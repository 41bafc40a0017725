//! Temperature conversion between the canonical celsius representation
//! and display units.

use crate::types::TemperatureUnit;

/// Convert a temperature between units.
///
/// Cross-unit conversions round to the nearest whole degree with
/// round-half-away-from-zero semantics (`f64::round`). Same-unit
/// conversion returns the value unchanged, without rounding. Total over
/// all real inputs; no error conditions.
pub fn convert(temp: f64, from: TemperatureUnit, to: TemperatureUnit) -> f64 {
    match (from, to) {
        (TemperatureUnit::Celsius, TemperatureUnit::Fahrenheit) => {
            (temp * 9.0 / 5.0 + 32.0).round()
        }
        (TemperatureUnit::Fahrenheit, TemperatureUnit::Celsius) => {
            ((temp - 32.0) * 5.0 / 9.0).round()
        }
        _ => temp,
    }
}

#[cfg(test)]
mod tests {
    use super::*;
    use TemperatureUnit::{Celsius, Fahrenheit};

    #[test]
    fn test_same_unit_is_identity() {
        assert_eq!(convert(21.4, Celsius, Celsius), 21.4);
        assert_eq!(convert(70.6, Fahrenheit, Fahrenheit), 70.6);
        assert_eq!(convert(-12.0, Celsius, Celsius), -12.0);
    }

    #[test]
    fn test_celsius_to_fahrenheit() {
        assert_eq!(convert(0.0, Celsius, Fahrenheit), 32.0);
        assert_eq!(convert(20.0, Celsius, Fahrenheit), 68.0);
        assert_eq!(convert(100.0, Celsius, Fahrenheit), 212.0);
        assert_eq!(convert(-10.0, Celsius, Fahrenheit), 14.0);
        assert_eq!(convert(-40.0, Celsius, Fahrenheit), -40.0);
    }

    #[test]
    fn test_fahrenheit_to_celsius() {
        assert_eq!(convert(32.0, Fahrenheit, Celsius), 0.0);
        assert_eq!(convert(68.0, Fahrenheit, Celsius), 20.0);
        assert_eq!(convert(100.0, Fahrenheit, Celsius), 38.0);
        assert_eq!(convert(-40.0, Fahrenheit, Celsius), -40.0);
    }

    #[test]
    fn test_rounds_half_away_from_zero() {
        // 20.3C = 68.54F
        assert_eq!(convert(20.3, Celsius, Fahrenheit), 69.0);
        // 2.5C = 36.5F, exact halves round away from zero
        assert_eq!(convert(2.5, Celsius, Fahrenheit), 37.0);
        // -22.5C = -8.5F
        assert_eq!(convert(-22.5, Celsius, Fahrenheit), -9.0);
    }

    #[test]
    fn test_round_trip_within_one_degree() {
        let mut c = -50.0;
        while c <= 50.0 {
            let back = convert(convert(c, Celsius, Fahrenheit), Fahrenheit, Celsius);
            assert!(
                (back - c).abs() <= 1.0,
                "round trip of {c} drifted to {back}"
            );
            c += 1.0;
        }
    }
}
/// Integration tests for bench-plot.
///
/// They cover:
///   - Loading and filtering a benchmark csv from disk
///   - Grid planning for the filtered packages
///   - Subplot series (descending id order, shortened commits)
///   - Writing figures (degenerate empty figure, SVG and PNG output)
///   - Running the whole pipeline without a viewer
use bench_plot::prelude::*;
use std::io::Write;
use std::path::Path;
use tempfile::{tempdir, NamedTempFile};

// ---------------------------------------------------------------------------
// Fixtures
// ---------------------------------------------------------------------------

const TWO_PACKAGES: &str = "\
ID,pkg,commit,name,n,ns_per_op
1,a,1a2b3c4d5e6f,Bench1,1000,100
2,a,2b3c4d5e6f7a,Bench1,1000,90
3,a,3c4d5e6f7a8b,Bench1,1000,80
1,b,1a2b3c4d5e6f,Bench1,1000,50
2,b,2b3c4d5e6f7a,Bench1,1000,55
3,b,3c4d5e6f7a8b,Bench1,1000,60
";

fn csv_file(contents: &str) -> NamedTempFile {
    let mut file = NamedTempFile::new().expect("temp csv");
    file.write_all(contents.as_bytes()).expect("write csv");
    file
}

fn config(csv: &Path) -> PlotConfigBuilder {
    PlotConfig::builder().csv_path(csv)
}

/// Text rendering needs a system font; hosts without one report a render error.
fn rendered_or_no_fonts(result: Result<()>, path: &Path) {
    match result {
        Ok(()) => assert!(path.exists(), "figure was not written"),
        Err(Error::Render(msg)) => eprintln!("skipping figure check: {msg}"),
        Err(err) => panic!("unexpected error: {err}"),
    }
}

// ===========================================================================
// End to end
// ===========================================================================

#[test]
fn two_packages_one_benchmark() {
    let csv = csv_file(TWO_PACKAGES);
    let spec = prepare(&config(csv.path()).build()).unwrap();

    assert_eq!(spec.packages, vec!["a", "b"]);
    assert_eq!(spec.names, vec!["Bench1"]);
    assert_eq!(spec.grid, GridLayout { rows: 1, columns: 2 });
    assert_eq!(spec.subplots.len(), 2);

    let a = &spec.subplots[0];
    assert_eq!(a.title, "Benchmarks: a");
    assert_eq!(a.commits, vec!["3c4d5e", "2b3c4d", "1a2b3c"]);
    assert_eq!(a.lines.len(), 1);
    assert_eq!(a.lines[0].name, "Bench1");
    assert_eq!(a.lines[0].points, vec![(0, 80.0), (1, 90.0), (2, 100.0)]);

    let b = &spec.subplots[1];
    assert_eq!(b.title, "Benchmarks: b");
    assert_eq!(b.lines[0].points, vec![(0, 60.0), (1, 55.0), (2, 50.0)]);
}

#[test]
fn column_cap_of_one_stacks_subplots() {
    let csv = csv_file(TWO_PACKAGES);
    let spec = prepare(&config(csv.path()).max_columns(1).build()).unwrap();
    assert_eq!(spec.grid, GridLayout { rows: 2, columns: 1 });
}

#[test]
fn pkg_regex_without_match_gives_no_subplots() {
    let csv = csv_file(TWO_PACKAGES);
    let spec = prepare(
        &config(csv.path())
            .pkg_regex(Some("^nothing$".into()))
            .build(),
    )
    .unwrap();

    assert!(spec.packages.is_empty());
    assert!(spec.names.is_empty());
    assert!(spec.subplots.is_empty());
    assert!(spec.grid.is_empty());
}

#[test]
fn bench_regex_is_a_substring_match() {
    let csv = csv_file(
        "ID,pkg,commit,name,ns_per_op\n\
         1,kv,c1,BenchmarkGetSmall,10\n\
         1,kv,c1,BenchmarkPutSmall,20\n\
         1,kv,c1,BenchmarkGetLarge,30\n",
    );
    let spec = prepare(&config(csv.path()).bench_regex(Some("Get".into())).build()).unwrap();
    assert_eq!(spec.names, vec!["BenchmarkGetSmall", "BenchmarkGetLarge"]);
    assert_eq!(spec.subplots[0].lines.len(), 2);
}

#[test]
fn package_without_a_retained_benchmark_keeps_its_subplot() {
    let csv = csv_file(
        "ID,pkg,commit,name,ns_per_op\n\
         1,kv,c1,BenchmarkGet,10\n\
         1,log,c1,BenchmarkAppend,20\n",
    );
    let spec = prepare(&config(csv.path()).bench_regex(Some("Get".into())).build()).unwrap();
    assert_eq!(spec.packages, vec!["kv", "log"]);
    assert_eq!(spec.subplots.len(), 2);
    assert!(spec.subplots[1].lines[0].points.is_empty());
}

#[test]
fn invalid_patterns_are_rejected_before_loading() {
    let missing = Path::new("/no/such/bench.csv");

    let err = prepare(&config(missing).pkg_regex(Some("(".into())).build()).unwrap_err();
    assert!(err.to_string().contains("Invalid pkg-filter-regex:"));

    let err = prepare(&config(missing).bench_regex(Some("(".into())).build()).unwrap_err();
    assert!(err.to_string().contains("Invalid bench-regex:"));
}

#[test]
fn zero_columns_is_rejected() {
    let csv = csv_file(TWO_PACKAGES);
    let err = prepare(&config(csv.path()).max_columns(0).build()).unwrap_err();
    assert!(matches!(err, Error::MaxColumns));
}

#[test]
fn missing_file_propagates() {
    let err = prepare(&config(Path::new("/no/such/bench.csv")).build()).unwrap_err();
    assert!(matches!(err, Error::Io { .. }));
    assert!(!err.is_usage());
}

#[test]
fn malformed_csv_propagates() {
    let csv = csv_file("ID,pkg,commit,name,ns_per_op\nfirst,a,c,B,1\n");
    let err = prepare(&config(csv.path()).build()).unwrap_err();
    assert!(matches!(err, Error::Csv(_)));
}

// ===========================================================================
// Filtering
// ===========================================================================

#[test]
fn filtering_is_idempotent_on_loaded_data() {
    let csv = csv_file(TWO_PACKAGES);
    let dataset = Dataset::load(csv.path()).unwrap();
    let filter = Filter::compile(Some("a"), Some("1$")).unwrap();

    let once = dataset.apply(&filter);
    let twice = once.dataset.apply(&filter);
    assert_eq!(once, twice);
    assert_eq!(once.packages, vec!["a"]);
}

// ===========================================================================
// Figures
// ===========================================================================

#[test]
fn empty_figure_is_written() {
    let dir = tempdir().unwrap();
    let output = dir.path().join("empty.png");
    let config = PlotConfig::builder().output(&output).width(200).build();

    render(&[], GridLayout::plan(0, 3), &config, &output).unwrap();
    assert!(output.exists());
}

#[test]
fn empty_svg_figure_is_written() {
    let dir = tempdir().unwrap();
    let output = dir.path().join("empty.svg");
    let config = PlotConfig::builder().output(&output).width(200).build();

    render(&[], GridLayout::plan(0, 3), &config, &output).unwrap();
    let svg = std::fs::read_to_string(&output).unwrap();
    assert!(svg.contains("<svg"));
}

#[test]
fn svg_figure_has_a_subplot_per_package() {
    let csv = csv_file(TWO_PACKAGES);
    let dir = tempdir().unwrap();
    let output = dir.path().join("bench.svg");
    let config = config(csv.path()).output(&output).show_legend(true).build();

    let spec = prepare(&config).unwrap();
    let result = render(&spec.subplots, spec.grid, &config, &output);
    let rendered = result.is_ok();
    rendered_or_no_fonts(result, &output);

    if rendered {
        let svg = std::fs::read_to_string(&output).unwrap();
        assert!(svg.contains("Benchmarks: a"));
        assert!(svg.contains("Benchmarks: b"));
        assert!(svg.contains("ns per op"));
    }
}

#[test]
fn png_figure_is_written() {
    let csv = csv_file(TWO_PACKAGES);
    let dir = tempdir().unwrap();
    let output = dir.path().join("bench.png");
    let config = config(csv.path()).output(&output).width(600).build();

    let spec = prepare(&config).unwrap();
    rendered_or_no_fonts(render(&spec.subplots, spec.grid, &config, &output), &output);
}

// ===========================================================================
// Pipeline
// ===========================================================================

#[test]
fn run_without_viewer_keeps_the_requested_output() {
    let csv = csv_file(TWO_PACKAGES);
    let dir = tempdir().unwrap();
    let output = dir.path().join("history.svg");
    let config = config(csv.path()).output(&output).show(false).build();

    match run(&config) {
        Ok(spec) => {
            assert_eq!(spec.packages, vec!["a", "b"]);
            assert!(output.exists());
        }
        Err(Error::Render(msg)) => eprintln!("skipping figure check: {msg}"),
        Err(err) => panic!("unexpected error: {err}"),
    }
}

#[test]
fn run_with_zero_sized_figure_fails_before_writing() {
    let csv = csv_file(TWO_PACKAGES);
    let dir = tempdir().unwrap();
    let output = dir.path().join("history.png");
    let config = config(csv.path())
        .output(&output)
        .height(Some(0))
        .show(false)
        .build();

    assert!(matches!(run(&config), Err(Error::Render(_))));
    assert!(!output.exists());
}
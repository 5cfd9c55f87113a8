use regex::Regex;

use crate::error::{Error, Result};

/// Package and benchmark-name matchers. A missing matcher matches everything.
#[derive(Debug, Clone, Default)]
pub struct Filter {
    pub pkg: Option<Regex>,
    pub bench: Option<Regex>,
}

impl Filter {
    /// Compile the optional package and benchmark patterns.
    ///
    /// The package pattern is compiled first, so when both are invalid the
    /// package error is the one reported.
    pub fn compile(pkg: Option<&str>, bench: Option<&str>) -> Result<Self> {
        let pkg = pkg
            .map(|exp| Regex::new(exp).map_err(Error::InvalidPkgRegex))
            .transpose()?;
        let bench = bench
            .map(|exp| Regex::new(exp).map_err(Error::InvalidBenchRegex))
            .transpose()?;

        Ok(Filter { pkg, bench })
    }

    pub fn matches_pkg(&self, pkg: &str) -> bool {
        is_match(self.pkg.as_ref(), pkg)
    }

    pub fn matches_bench(&self, name: &str) -> bool {
        is_match(self.bench.as_ref(), name)
    }
}

/// Substring semantics: the pattern only has to match somewhere in `value`.
fn is_match(matcher: Option<&Regex>, value: &str) -> bool {
    matcher.map_or(true, |re| re.is_match(value))
}

/// Keep the values accepted by `matcher`, preserving their relative order.
pub fn retain_matching(values: Vec<String>, matcher: Option<&Regex>) -> Vec<String> {
    values
        .into_iter()
        .filter(|value| is_match(matcher, value))
        .collect()
}

/// The grid needs at least one column.
pub fn validate_max_columns(max_columns: i64) -> Result<usize> {
    if max_columns < 1 {
        return Err(Error::MaxColumns);
    }
    usize::try_from(max_columns).map_err(|_| Error::MaxColumns)
}
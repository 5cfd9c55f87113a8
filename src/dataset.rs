use std::collections::HashSet;
use std::fs::File;
use std::io::Read;
use std::path::Path;

use serde::Deserialize;

use crate::error::{Error, Result};
use crate::filter::{retain_matching, Filter};

/// One benchmark measurement as written by the benchmark history collector.
#[derive(Debug, Clone, PartialEq, Deserialize)]
pub struct BenchmarkRecord {
    /// Sequence number of the run; later commits get larger ids.
    #[serde(rename = "ID")]
    pub id: i64,
    pub commit: String,
    pub pkg: String,
    pub name: String,
    /// Iteration count, only present in newer exports.
    #[serde(default)]
    pub n: Option<u64>,
    pub ns_per_op: f64,
}

/// Columns every export carries, in display order.
const COLUMNS: [&str; 5] = ["ID", "pkg", "commit", "name", "ns_per_op"];

/// All records of one CSV file, in file order.
#[derive(Debug, Clone, Default, PartialEq)]
pub struct Dataset {
    records: Vec<BenchmarkRecord>,
    /// The export has an `n` column.
    iterations: bool,
}

/// The dataset after package and benchmark filtering, together with the
/// retained package and benchmark names in first-seen order.
#[derive(Debug, Clone, Default, PartialEq)]
pub struct FilteredDataset {
    pub dataset: Dataset,
    pub packages: Vec<String>,
    pub names: Vec<String>,
}

impl Dataset {
    pub fn new(records: Vec<BenchmarkRecord>) -> Self {
        let iterations = records.iter().any(|r| r.n.is_some());
        Dataset {
            records,
            iterations,
        }
    }

    /// Load a CSV file with a header row.
    pub fn load<P: AsRef<Path>>(path: P) -> Result<Self> {
        let path = path.as_ref();
        let file = File::open(path).map_err(|source| Error::Io {
            path: path.to_path_buf(),
            source,
        })?;
        let dataset = Self::from_reader(file)?;
        log::debug!("loaded {} rows from {}", dataset.len(), path.display());
        Ok(dataset)
    }

    pub fn from_reader<R: Read>(reader: R) -> Result<Self> {
        let mut reader = csv::ReaderBuilder::new()
            .trim(csv::Trim::All)
            .from_reader(reader);
        let iterations = reader.headers()?.iter().any(|h| h == "n");

        let records = reader
            .deserialize()
            .collect::<std::result::Result<Vec<BenchmarkRecord>, csv::Error>>()?;

        Ok(Dataset {
            records,
            iterations,
        })
    }

    pub fn records(&self) -> &[BenchmarkRecord] {
        &self.records
    }

    pub fn len(&self) -> usize {
        self.records.len()
    }

    pub fn is_empty(&self) -> bool {
        self.records.is_empty()
    }

    pub fn has_iterations(&self) -> bool {
        self.iterations
    }

    /// Names of the columns read from the export, in display order. `n`
    /// follows `name` when present.
    pub fn columns(&self) -> Vec<&'static str> {
        let mut columns = COLUMNS.to_vec();
        if self.iterations {
            columns.insert(4, "n");
        }
        columns
    }

    /// Distinct package names in first-seen order.
    pub fn packages(&self) -> Vec<String> {
        distinct(self.records.iter().map(|r| r.pkg.as_str()))
    }

    /// Distinct benchmark names in first-seen order.
    pub fn names(&self) -> Vec<String> {
        distinct(self.records.iter().map(|r| r.name.as_str()))
    }

    /// Restrict the rows to the packages, then to the benchmark names, that
    /// `filter` accepts. Benchmark names are collected from the
    /// package-filtered rows only.
    pub fn apply(&self, filter: &Filter) -> FilteredDataset {
        let packages = retain_matching(self.packages(), filter.pkg.as_ref());
        let by_pkg = self.retain(|r| packages.contains(&r.pkg));

        let names = retain_matching(by_pkg.names(), filter.bench.as_ref());
        let dataset = by_pkg.retain(|r| names.contains(&r.name));

        log::debug!(
            "filter kept {} packages, {} benchmarks, {} of {} rows",
            packages.len(),
            names.len(),
            dataset.len(),
            self.len()
        );

        FilteredDataset {
            dataset,
            packages,
            names,
        }
    }

    /// Rows of one package, sorted by descending id. The sort is stable so
    /// rows sharing an id keep their file order.
    pub fn package_rows(&self, pkg: &str) -> Vec<&BenchmarkRecord> {
        let mut rows: Vec<&BenchmarkRecord> =
            self.records.iter().filter(|r| r.pkg == pkg).collect();
        rows.sort_by(|a, b| b.id.cmp(&a.id));
        rows
    }

    /// `(commit, ns_per_op)` points of one benchmark within one package, in
    /// descending id order. Empty when the pair does not exist.
    pub fn series(&self, pkg: &str, name: &str) -> Vec<(String, f64)> {
        self.package_rows(pkg)
            .into_iter()
            .filter(|r| r.name == name)
            .map(|r| (r.commit.clone(), r.ns_per_op))
            .collect()
    }

    fn retain<F>(&self, keep: F) -> Dataset
    where
        F: Fn(&BenchmarkRecord) -> bool,
    {
        Dataset {
            records: self.records.iter().filter(|r| keep(r)).cloned().collect(),
            iterations: self.iterations,
        }
    }
}

fn distinct<'a, I>(values: I) -> Vec<String>
where
    I: Iterator<Item = &'a str>,
{
    let mut seen = HashSet::new();
    values
        .filter(|v| seen.insert(*v))
        .map(str::to_string)
        .collect()
}
/// Subplot grid: one cell per package, filled row by row.
#[derive(Debug, Clone, Copy, PartialEq, Eq)]
pub struct GridLayout {
    pub rows: usize,
    pub columns: usize,
}

impl GridLayout {
    /// `columns = min(packages, max_columns)`, `rows = ceil(packages / columns)`.
    ///
    /// Zero packages gives an empty 0x0 grid.
    pub fn plan(packages: usize, max_columns: usize) -> Self {
        let columns = packages.min(max_columns.max(1));
        if columns == 0 {
            return GridLayout {
                rows: 0,
                columns: 0,
            };
        }
        GridLayout {
            rows: packages.div_ceil(columns),
            columns,
        }
    }

    pub fn cells(&self) -> usize {
        self.rows * self.columns
    }

    pub fn is_empty(&self) -> bool {
        self.cells() == 0
    }

    /// Row-major `(row, column)` of the 0-based subplot `index`.
    pub fn cell(&self, index: usize) -> Option<(usize, usize)> {
        if index >= self.cells() {
            return None;
        }
        Some((index / self.columns, index % self.columns))
    }
}
use hsl::HSL;
use plotters::style::RGBColor;
use prettytable::{Cell, Row, Table};

use crate::dataset::Dataset;

/// Commit hashes are shortened to this many characters on the x axis.
pub const COMMIT_LABEL_LEN: usize = 6;

/// Shorten a commit id for display. Ids of at most six characters are kept as is.
pub fn truncate_commit(commit: &str) -> String {
    if commit.chars().count() > COMMIT_LABEL_LEN {
        commit.chars().take(COMMIT_LABEL_LEN).collect()
    } else {
        commit.to_string()
    }
}

/// Render the dataset as a text table, one row per record. The `n` column
/// is only shown when the export has one.
pub fn dataset_table(dataset: &Dataset) -> Table {
    let mut table = Table::new();
    table.set_titles(Row::new(
        dataset.columns().into_iter().map(Cell::new).collect(),
    ));

    for record in dataset.records() {
        let mut cells = vec![
            Cell::new(&record.id.to_string()),
            Cell::new(&record.pkg),
            Cell::new(&record.commit),
            Cell::new(&record.name),
        ];
        if dataset.has_iterations() {
            let n = record.n.map(|n| n.to_string()).unwrap_or_default();
            cells.push(Cell::new(&n));
        }
        cells.push(Cell::new(&record.ns_per_op.to_string()));
        table.add_row(Row::new(cells));
    }

    table
}

/// The `[rows x columns]` line printed under the table.
pub fn table_footer(dataset: &Dataset) -> String {
    format!(
        "[{} rows x {} columns]",
        dataset.len(),
        dataset.columns().len()
    )
}

pub fn print_dataset(dataset: &Dataset) {
    dataset_table(dataset).printstd();
    println!("{}", table_footer(dataset));
}

/// Evenly spread hues, one per benchmark, with fixed saturation and lightness.
pub fn series_colors(count: usize) -> Vec<RGBColor> {
    (0..count)
        .map(|i| {
            let hue = i as f64 * 360.0 / count as f64;
            let (r, g, b) = HSL {
                h: hue,
                s: 0.7,
                l: 0.45,
            }
            .to_rgb();
            RGBColor(r, g, b)
        })
        .collect()
}
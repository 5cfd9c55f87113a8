use std::ffi::OsString;
use std::path::PathBuf;

use clap::Parser;

use crate::config::{PlotConfig, WIDTH};
use crate::error::Result;
use crate::filter::validate_max_columns;

/// Spelling of the column cap flag used by existing scripts. clap has no
/// single-dash long options, so it is rewritten before parsing.
const LEGACY_MAX_COLUMNS: &str = "-max-plots-collums";

/// Plot a csv file of benchmark history: one subplot per package, one line
/// per benchmark, ns/op over commits.
#[derive(Parser, Debug, Clone, PartialEq)]
#[command(name = "bench-plot", version, about)]
pub struct Cli {
    /// The csv file (columns ID, commit, pkg, name, ns_per_op)
    #[arg(value_name = "file")]
    pub csv_file: PathBuf,

    /// Only packages matching this expression are displayed. If empty all
    /// packages are shown in different subplots
    #[arg(long = "pkg-regex", value_name = "exp")]
    pub pkg_regex: Option<String>,

    /// Only benchmarks matching this expression are shown
    #[arg(long = "bench-regex", value_name = "exp")]
    pub bench_regex: Option<String>,

    /// Maximum amount of plots to appear in the x axis
    #[arg(
        long = "max-plots-collums",
        visible_alias = "max-plots-columns",
        value_name = "int",
        default_value_t = 3,
        allow_negative_numbers = true
    )]
    pub max_plots_columns: i64,

    /// Also keep the figure at this path; a .svg extension writes SVG.
    /// Without it nothing is left on disk
    #[arg(short, long, value_name = "path")]
    pub output: Option<PathBuf>,

    /// Figure width in pixels
    #[arg(
        long,
        value_name = "px",
        default_value_t = WIDTH,
        value_parser = clap::value_parser!(u32).range(1..)
    )]
    pub width: u32,

    /// Figure height in pixels [default: 420 per row of subplots]
    #[arg(long, value_name = "px", value_parser = clap::value_parser!(u32).range(1..))]
    pub height: Option<u32>,

    /// Draw a legend with the benchmark names
    #[arg(long)]
    pub legend: bool,

    /// Do not open the figure in an image viewer
    #[arg(long)]
    pub no_show: bool,

    /// Log what every stage is doing
    #[arg(short, long)]
    pub verbose: bool,
}

impl Cli {
    /// Parse an argument vector, accepting the legacy `-max-plots-collums`.
    pub fn try_parse_args<I, T>(args: I) -> std::result::Result<Self, clap::Error>
    where
        I: IntoIterator<Item = T>,
        T: Into<OsString>,
    {
        Cli::try_parse_from(normalize_args(args))
    }

    /// Validate the column cap and build the invocation config.
    pub fn into_config(self) -> Result<PlotConfig> {
        let max_columns = validate_max_columns(self.max_plots_columns)?;

        let mut builder = PlotConfig::builder()
            .csv_path(self.csv_file)
            .pkg_regex(self.pkg_regex)
            .bench_regex(self.bench_regex)
            .max_columns(max_columns)
            .width(self.width)
            .height(self.height)
            .show_legend(self.legend)
            .show(!self.no_show);
        if let Some(output) = self.output {
            builder = builder.output(output);
        }
        Ok(builder.build())
    }
}

/// Rewrite `-max-plots-collums[=N]` to its double-dash form. Arguments after
/// `--` are left alone.
pub fn normalize_args<I, T>(args: I) -> Vec<OsString>
where
    I: IntoIterator<Item = T>,
    T: Into<OsString>,
{
    let mut positional_only = false;
    args.into_iter()
        .map(Into::into)
        .map(|arg: OsString| {
            if positional_only {
                return arg;
            }
            if arg == "--" {
                positional_only = true;
                return arg;
            }
            match arg.to_str() {
                Some(s) if s == LEGACY_MAX_COLUMNS || s.starts_with("-max-plots-collums=") => {
                    OsString::from(format!("-{s}"))
                }
                _ => arg,
            }
        })
        .collect()
}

****

**ABOUT THIS EXERCISE**
Begin at the line above that has "use std::ffi::OsString;" and stop after the line that has "package, one line", copying each line exactly and adding nothing else.

**ANSWER SPACE**
use std::ffi::OsString;
use std::path::PathBuf;

use clap::Parser;

use crate::config::{PlotConfig, WIDTH};
use crate::error::Result;
use crate::filter::validate_max_columns;

/// Spelling of the column cap flag used by existing scripts. clap has no
/// single-dash long options, so it is rewritten before parsing.
const LEGACY_MAX_COLUMNS: &str = "-max-plots-collums";

/// Plot a csv file of benchmark history: one subplot per package, one line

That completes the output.